*** Data shown ***
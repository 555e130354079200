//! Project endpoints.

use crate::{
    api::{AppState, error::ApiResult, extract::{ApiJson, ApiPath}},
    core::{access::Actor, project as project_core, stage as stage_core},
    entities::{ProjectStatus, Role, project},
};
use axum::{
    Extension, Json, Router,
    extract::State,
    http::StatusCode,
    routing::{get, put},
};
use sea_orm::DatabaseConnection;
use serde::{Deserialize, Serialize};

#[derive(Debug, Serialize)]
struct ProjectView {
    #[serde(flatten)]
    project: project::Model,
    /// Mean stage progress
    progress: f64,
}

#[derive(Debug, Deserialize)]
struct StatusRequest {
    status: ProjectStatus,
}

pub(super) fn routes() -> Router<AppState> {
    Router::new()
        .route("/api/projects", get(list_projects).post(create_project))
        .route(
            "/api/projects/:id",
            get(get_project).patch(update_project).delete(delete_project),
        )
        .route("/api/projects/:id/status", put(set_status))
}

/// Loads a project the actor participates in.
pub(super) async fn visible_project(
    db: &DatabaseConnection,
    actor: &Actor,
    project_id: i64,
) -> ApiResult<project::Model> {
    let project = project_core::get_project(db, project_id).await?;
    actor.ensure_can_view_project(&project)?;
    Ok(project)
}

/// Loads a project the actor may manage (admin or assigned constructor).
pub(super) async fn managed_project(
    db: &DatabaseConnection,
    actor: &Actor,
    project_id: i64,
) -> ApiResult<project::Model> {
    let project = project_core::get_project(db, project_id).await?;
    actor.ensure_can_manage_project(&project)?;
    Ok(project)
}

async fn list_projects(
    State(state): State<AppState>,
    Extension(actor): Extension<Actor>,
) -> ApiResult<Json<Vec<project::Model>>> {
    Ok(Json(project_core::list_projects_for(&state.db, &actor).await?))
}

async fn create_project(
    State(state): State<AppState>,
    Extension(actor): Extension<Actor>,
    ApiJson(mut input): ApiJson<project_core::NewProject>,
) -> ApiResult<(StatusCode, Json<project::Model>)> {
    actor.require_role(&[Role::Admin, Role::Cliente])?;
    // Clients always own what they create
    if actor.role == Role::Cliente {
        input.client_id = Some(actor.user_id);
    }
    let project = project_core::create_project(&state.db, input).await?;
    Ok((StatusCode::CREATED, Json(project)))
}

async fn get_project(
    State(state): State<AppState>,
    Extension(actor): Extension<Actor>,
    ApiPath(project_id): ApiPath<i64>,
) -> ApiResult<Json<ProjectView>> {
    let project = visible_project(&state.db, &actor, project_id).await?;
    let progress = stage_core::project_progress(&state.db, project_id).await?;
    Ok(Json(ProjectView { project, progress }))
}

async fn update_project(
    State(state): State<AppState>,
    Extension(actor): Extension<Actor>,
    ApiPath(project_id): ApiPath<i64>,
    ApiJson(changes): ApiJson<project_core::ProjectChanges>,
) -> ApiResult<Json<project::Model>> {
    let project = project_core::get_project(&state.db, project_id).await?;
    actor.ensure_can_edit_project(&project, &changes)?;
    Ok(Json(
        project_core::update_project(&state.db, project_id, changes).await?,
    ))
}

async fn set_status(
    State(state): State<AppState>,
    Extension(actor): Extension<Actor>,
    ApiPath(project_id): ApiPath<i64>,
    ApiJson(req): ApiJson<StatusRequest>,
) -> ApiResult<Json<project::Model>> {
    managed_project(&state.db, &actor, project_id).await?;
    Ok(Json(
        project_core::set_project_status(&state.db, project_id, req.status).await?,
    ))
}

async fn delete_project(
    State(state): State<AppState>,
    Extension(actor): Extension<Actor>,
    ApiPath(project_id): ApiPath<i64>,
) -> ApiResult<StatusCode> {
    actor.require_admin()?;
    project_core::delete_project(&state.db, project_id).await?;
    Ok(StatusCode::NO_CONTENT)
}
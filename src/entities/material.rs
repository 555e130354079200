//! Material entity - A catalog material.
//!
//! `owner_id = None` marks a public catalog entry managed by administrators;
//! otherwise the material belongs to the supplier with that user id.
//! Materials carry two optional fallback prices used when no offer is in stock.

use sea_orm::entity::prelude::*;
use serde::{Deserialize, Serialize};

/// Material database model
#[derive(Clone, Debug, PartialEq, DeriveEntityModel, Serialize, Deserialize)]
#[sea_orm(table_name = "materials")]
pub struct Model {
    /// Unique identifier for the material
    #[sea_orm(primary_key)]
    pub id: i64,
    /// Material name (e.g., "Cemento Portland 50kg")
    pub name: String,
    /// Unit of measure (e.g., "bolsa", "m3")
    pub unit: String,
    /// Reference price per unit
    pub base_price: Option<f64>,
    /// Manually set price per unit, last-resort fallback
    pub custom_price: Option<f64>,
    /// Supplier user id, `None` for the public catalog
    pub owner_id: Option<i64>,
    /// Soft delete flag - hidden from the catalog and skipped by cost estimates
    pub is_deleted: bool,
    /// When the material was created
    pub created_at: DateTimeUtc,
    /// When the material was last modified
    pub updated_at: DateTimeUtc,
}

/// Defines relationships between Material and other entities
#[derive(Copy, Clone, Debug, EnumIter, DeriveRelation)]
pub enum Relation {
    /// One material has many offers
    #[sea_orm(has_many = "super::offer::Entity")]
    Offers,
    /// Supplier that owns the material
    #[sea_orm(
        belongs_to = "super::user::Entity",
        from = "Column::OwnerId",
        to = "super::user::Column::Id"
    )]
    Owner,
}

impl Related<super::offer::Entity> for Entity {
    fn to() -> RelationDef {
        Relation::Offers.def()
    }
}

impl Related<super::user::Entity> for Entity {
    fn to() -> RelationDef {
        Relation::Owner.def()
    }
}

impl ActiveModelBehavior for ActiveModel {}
***
Exercise goal: The answer should be all lines from the entries above that hold the word "extract".

Response area:
    api::{AppState, error::ApiResult, extract::{ApiJson, ApiPath}},
    extract::State,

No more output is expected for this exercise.